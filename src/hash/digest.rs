// Digest computation module
// Streams a file once through MD5, SHA-1 and SHA-256 accumulators

use std::fmt;
use std::fs::File;
use std::io::Read;
use std::path::Path;

use md5::Md5;
use sha1::Sha1;
use sha2::digest::OutputSizeUser;
use sha2::{Digest, Sha256};
use tracing::trace;

use super::error::ScanError;
use super::scan::CancelToken;

/// Default read size for streaming files through the accumulators
pub const DEFAULT_CHUNK_SIZE: usize = 64 * 1024;

/// Smallest chunk size accepted; smaller values are clamped up
pub const MIN_CHUNK_SIZE: usize = 4 * 1024;

/// The digest algorithms computed for every file
#[derive(Debug, Clone, Copy, PartialEq, Eq, Hash, serde::Serialize)]
#[serde(rename_all = "lowercase")]
pub enum DigestAlgorithm {
    Md5,
    Sha1,
    Sha256,
}

impl DigestAlgorithm {
    /// All algorithms, in the order their accumulators are fed
    pub const ALL: [DigestAlgorithm; 3] =
        [DigestAlgorithm::Md5, DigestAlgorithm::Sha1, DigestAlgorithm::Sha256];

    /// Raw digest length in bytes
    pub fn output_size(self) -> usize {
        match self {
            DigestAlgorithm::Md5 => <Md5 as OutputSizeUser>::output_size(),
            DigestAlgorithm::Sha1 => <Sha1 as OutputSizeUser>::output_size(),
            DigestAlgorithm::Sha256 => <Sha256 as OutputSizeUser>::output_size(),
        }
    }

    /// Width of the lowercase hex encoding
    pub fn hex_len(self) -> usize {
        match self {
            DigestAlgorithm::Md5 => 32,
            DigestAlgorithm::Sha1 => 40,
            DigestAlgorithm::Sha256 => 64,
        }
    }

    /// Infer the algorithm from the length of a hex digest
    pub fn from_hex_len(len: usize) -> Option<Self> {
        Self::ALL.into_iter().find(|alg| alg.hex_len() == len)
    }

    pub fn name(self) -> &'static str {
        match self {
            DigestAlgorithm::Md5 => "md5",
            DigestAlgorithm::Sha1 => "sha1",
            DigestAlgorithm::Sha256 => "sha256",
        }
    }
}

impl fmt::Display for DigestAlgorithm {
    fn fmt(&self, f: &mut fmt::Formatter) -> fmt::Result {
        f.write_str(self.name())
    }
}

/// The full set of digests for one input
///
/// Only ever built from finalized accumulators, so either every field is
/// present or the computation returned an error instead.
#[derive(Debug, Clone, PartialEq, Eq, serde::Serialize)]
pub struct DigestSet {
    pub md5: String,
    pub sha1: String,
    pub sha256: String,
}

impl DigestSet {
    /// Get the hex digest for one algorithm
    pub fn get(&self, algorithm: DigestAlgorithm) -> &str {
        match algorithm {
            DigestAlgorithm::Md5 => &self.md5,
            DigestAlgorithm::Sha1 => &self.sha1,
            DigestAlgorithm::Sha256 => &self.sha256,
        }
    }

    /// Iterate over (algorithm, digest) pairs in the given order
    pub fn iter_in<'a>(
        &'a self,
        order: &'a [DigestAlgorithm],
    ) -> impl Iterator<Item = (DigestAlgorithm, &'a str)> + 'a {
        order.iter().map(move |alg| (*alg, self.get(*alg)))
    }
}

/// Running accumulators for all three algorithms
struct Accumulators {
    md5: Md5,
    sha1: Sha1,
    sha256: Sha256,
}

impl Accumulators {
    fn new() -> Self {
        Self {
            md5: Md5::new(),
            sha1: Sha1::new(),
            sha256: Sha256::new(),
        }
    }

    fn update(&mut self, data: &[u8]) {
        self.md5.update(data);
        self.sha1.update(data);
        self.sha256.update(data);
    }

    fn finalize(self) -> DigestSet {
        DigestSet {
            md5: hex::encode(self.md5.finalize()),
            sha1: hex::encode(self.sha1.finalize()),
            sha256: hex::encode(self.sha256.finalize()),
        }
    }
}

/// Digest engine with streaming I/O
#[derive(Debug, Clone)]
pub struct DigestEngine {
    chunk_size: usize,
}

impl DigestEngine {
    /// Create a new DigestEngine with the default chunk size (64KB)
    pub fn new() -> Self {
        Self {
            chunk_size: DEFAULT_CHUNK_SIZE,
        }
    }

    /// Create a new DigestEngine with a custom chunk size
    /// Values below 4KB are raised to 4KB
    pub fn with_chunk_size(chunk_size: usize) -> Self {
        Self {
            chunk_size: chunk_size.max(MIN_CHUNK_SIZE),
        }
    }

    pub fn chunk_size(&self) -> usize {
        self.chunk_size
    }

    /// Compute all digests of an in-memory buffer
    pub fn compute_digests_bytes(&self, data: &[u8]) -> DigestSet {
        let mut acc = Accumulators::new();
        acc.update(data);
        acc.finalize()
    }

    /// Compute all digests of a file, reading it exactly once
    pub fn compute_digests(&self, path: &Path) -> Result<DigestSet, ScanError> {
        self.compute_digests_cancellable(path, &CancelToken::new())
    }

    /// Compute all digests of a file, giving up between chunks once `cancel` is set
    ///
    /// The file handle is owned by this call and released on every return path.
    pub fn compute_digests_cancellable(
        &self,
        path: &Path,
        cancel: &CancelToken,
    ) -> Result<DigestSet, ScanError> {
        self.compute_digests_sized(path, cancel).map(|(digests, _)| digests)
    }

    /// Same as `compute_digests_cancellable`, also returning the bytes read
    pub(crate) fn compute_digests_sized(
        &self,
        path: &Path,
        cancel: &CancelToken,
    ) -> Result<(DigestSet, u64), ScanError> {
        let mut file = File::open(path).map_err(|e| {
            ScanError::from_io_error(e, "opening", Some(path.to_path_buf()))
        })?;

        let metadata = file.metadata().map_err(|e| {
            ScanError::from_io_error(e, "reading metadata of", Some(path.to_path_buf()))
        })?;
        if !metadata.is_file() {
            return Err(ScanError::NotARegularFile {
                path: path.to_path_buf(),
            });
        }

        let mut acc = Accumulators::new();
        let mut buffer = vec![0u8; self.chunk_size];
        let mut total = 0u64;

        loop {
            if cancel.is_cancelled() {
                return Err(ScanError::Cancelled);
            }
            let bytes_read = match file.read(&mut buffer) {
                Ok(n) => n,
                Err(e) if e.kind() == std::io::ErrorKind::Interrupted => continue,
                Err(e) => {
                    return Err(ScanError::from_io_error(e, "reading", Some(path.to_path_buf())));
                }
            };
            if bytes_read == 0 {
                break;
            }
            acc.update(&buffer[..bytes_read]);
            total += bytes_read as u64;
        }

        trace!(path = %path.display(), bytes = total, "digested file");
        Ok((acc.finalize(), total))
    }
}

impl Default for DigestEngine {
    fn default() -> Self {
        Self::new()
    }
}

● ● ● ●

PROBLEM REQUIREMENTS: Across the entries, how many lines hold the word "length"? Say only the number.

RESULT OF THE TASK: 2